この話は、オレには聞かせてはいけない事なのか?
…なんでそんなに苦しい顔をしているんだってば?
「…ナルトの正体が化け狐だと口にしない掟だ!」
――――――――――――え?
…………オレが、化け狐?
どういうことだってばよ。何を言っているんだ、このヒトは。
オレが、九尾…?
そんな筈はない。ありえない。オレは、うずまきナルトだ。
………なにをいっているんだ、このひとは。
でも………
――――でも。
だとすれば、今までの里の大人達の態度にも納得がいく。
ナルトは、幼少期から、里の人達に暴行や暴言を与えられてきた。
幼ないナルトには、何故こんな酷いことをされなければならないのか、全く
見当がつかなかった。
里を歩けば周囲の人から、買い物に行けば店の人から。
(あいつが…例のガキか)
(あの子が…関わっちゃダメよ)
(里から出て行け)
(消えちまえ)
何故会ったことも話した事もない筈の人達から蔑まれ疎まれなければならないのか…
その原因が…こういう事だったのか。
追い打ちを掛けるかの如く、ミズキが続けた。
「つまりお前が!!イルカの両親を殺し里を壊滅させた九尾の妖狐なんだよ!
お前は里の皆にずっと騙されていたんだよ…可笑しいとは思わなかったか?
あんなに毛嫌いされて…」
ドス黒い感情が、ナルトを支配していく。
「オマエなんて誰も認めやしないない!!イルカだってお前が憎いんだ!!」
ナルトの中で何かが壊れた。
虚ろな表情のまま、その場を駆けていく。
「ナルトォ!!お前は化け狐じゃない!!!!俺の話を聞いてくれ!!
ナルト!!ナルトォォォォォォォォォォォォ!!!!!!!」
―――イルカの声は届かない。
「九尾の…ガキか。

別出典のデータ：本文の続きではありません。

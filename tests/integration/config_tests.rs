//! Integration tests for configuration loading and merging.

use std::path::Path;

use configforge::config::{ColorMode, Config};
use configforge::dotenv::ConflictPolicy;
use predicates::prelude::*;

use crate::integration::fixtures::{create_conflict_project, create_empty_project};

fn printed_config(output: &[u8]) -> Config {
    toml::from_str(&String::from_utf8_lossy(output)).expect("config output should be TOML")
}

// ==================== Config Command ====================

#[test]
fn test_default_config_output() {
    let project = create_empty_project();

    let output = project.cmd().arg("config").output().unwrap();

    assert!(output.status.success());
    assert_eq!(printed_config(&output.stdout), Config::default());
}

#[test]
fn test_example_config_is_valid() {
    let project = create_empty_project();

    let output = project.cmd().args(["config", "--example"]).output().unwrap();

    assert!(output.status.success());
    let config = printed_config(&output.stdout);
    assert_eq!(config.merge.on_conflict, Some(ConflictPolicy::Prompt));
    assert_eq!(config.appearance.color, Some(ColorMode::Auto));
}

// ==================== Layering ====================

#[test]
fn test_user_project_and_cli_layers() {
    let project = create_empty_project();
    project.write_user_config(
        r##"
[merge]
output = "user.env"
separator = "# user"

[appearance]
banner = false
"##,
    );
    project.write(
        ".configforgerc.toml",
        r#"
[merge]
output = "project.env"
"#,
    );
    project.write(
        "cli.toml",
        r#"
[merge]
on_conflict = "keep-existing"
"#,
    );

    let output = project
        .cmd()
        .args(["config", "--config", "cli.toml"])
        .output()
        .unwrap();
    let config = printed_config(&output.stdout);

    assert_eq!(config.merge.output.as_deref(), Some(Path::new("project.env")));
    assert_eq!(config.merge.separator.as_deref(), Some("# user"));
    assert_eq!(config.merge.on_conflict, Some(ConflictPolicy::KeepExisting));
    assert_eq!(config.appearance.banner, Some(false));
}

#[test]
fn test_no_config_ignores_files() {
    let project = create_empty_project();
    project.write(".configforgerc.toml", "[merge]\noutput = \"project.env\"\n");

    let output = project.cmd().args(["config", "--no-config"]).output().unwrap();

    assert_eq!(printed_config(&output.stdout), Config::default());
}

#[test]
fn test_project_config_drives_merge() {
    let project = create_conflict_project();
    project.write(
        ".configforgerc.toml",
        r#"
[merge]
output = "merged.env"
on_conflict = "keep-existing"
"#,
    );

    project
        .cmd()
        .args(["merge", "A.env", "B.env"])
        .assert()
        .success()
        .stdout(predicate::str::contains("→ merged.env"));

    assert_eq!(
        project.read("merged.env"),
        "PORT=3000\nHOST=localhost\nDEBUG=true\n"
    );
}

#[test]
fn test_cli_flags_override_config() {
    let project = create_conflict_project();
    project.write(
        ".configforgerc.toml",
        "[merge]\noutput = \"merged.env\"\non_conflict = \"keep-existing\"\n",
    );

    project
        .cmd()
        .args(["merge", "A.env", "B.env", "-o", "flag.env", "--on-conflict", "use-new"])
        .assert()
        .success();

    assert!(project.read("flag.env").starts_with("PORT=4000\n"));
    assert!(!project.exists("merged.env"));
}

// ==================== Broken Config ====================

#[test]
fn test_broken_project_config_is_a_warning() {
    let project = create_empty_project();
    project.write(".configforgerc.toml", "[merge\n");

    project
        .cmd()
        .arg("config")
        .assert()
        .success()
        .stderr(predicate::str::contains("Failed to load project config"));
}

#[test]
fn test_broken_cli_config_is_an_error() {
    let project = create_empty_project();
    project.write("broken.toml", "[merge]\non_conflict = 3\n");

    project
        .cmd()
        .args(["config", "--config", "broken.toml"])
        .assert()
        .code(5)
        .stderr(predicate::str::contains("Invalid config"));
}

#[test]
fn test_missing_cli_config_is_an_error() {
    let project = create_empty_project();

    project
        .cmd()
        .args(["config", "--config", "absent.toml"])
        .assert()
        .code(2);
}

// ==================== Appearance ====================

#[test]
fn test_auto_color_honors_no_color() {
    let project = create_conflict_project();

    project
        .cmd()
        .args(["merge", "A.env", "B.env", "--on-conflict", "keep-existing"])
        .assert()
        .success()
        .stdout(predicate::str::contains("\u{1b}[").not());
}

#[test]
fn test_always_color_overrides_environment() {
    let project = create_conflict_project();
    project.write(".configforgerc.toml", "[appearance]\ncolor = \"always\"\n");

    project
        .cmd()
        .args(["merge", "A.env", "B.env", "--on-conflict", "keep-existing"])
        .assert()
        .success()
        .stdout(predicate::str::contains("\u{1b}["));
}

こいつは使い物になりそうだな」
全てを見ていた赤い眼が闇の中に浮かんでいた。
あとがき
SS初投稿してみます。書くのって難しいですね~。
補足ですが、ナルトはアカデミーの卒業試験には受かっている設定です。
ミズキにすごい術を教えてやる、と言われ封印の書を持ち出し、冒頭に至る訳ですね。
途中で何書いてるのかわからなくなりそうで怖いな…(笑)
ナルトは闇堕ちさせます。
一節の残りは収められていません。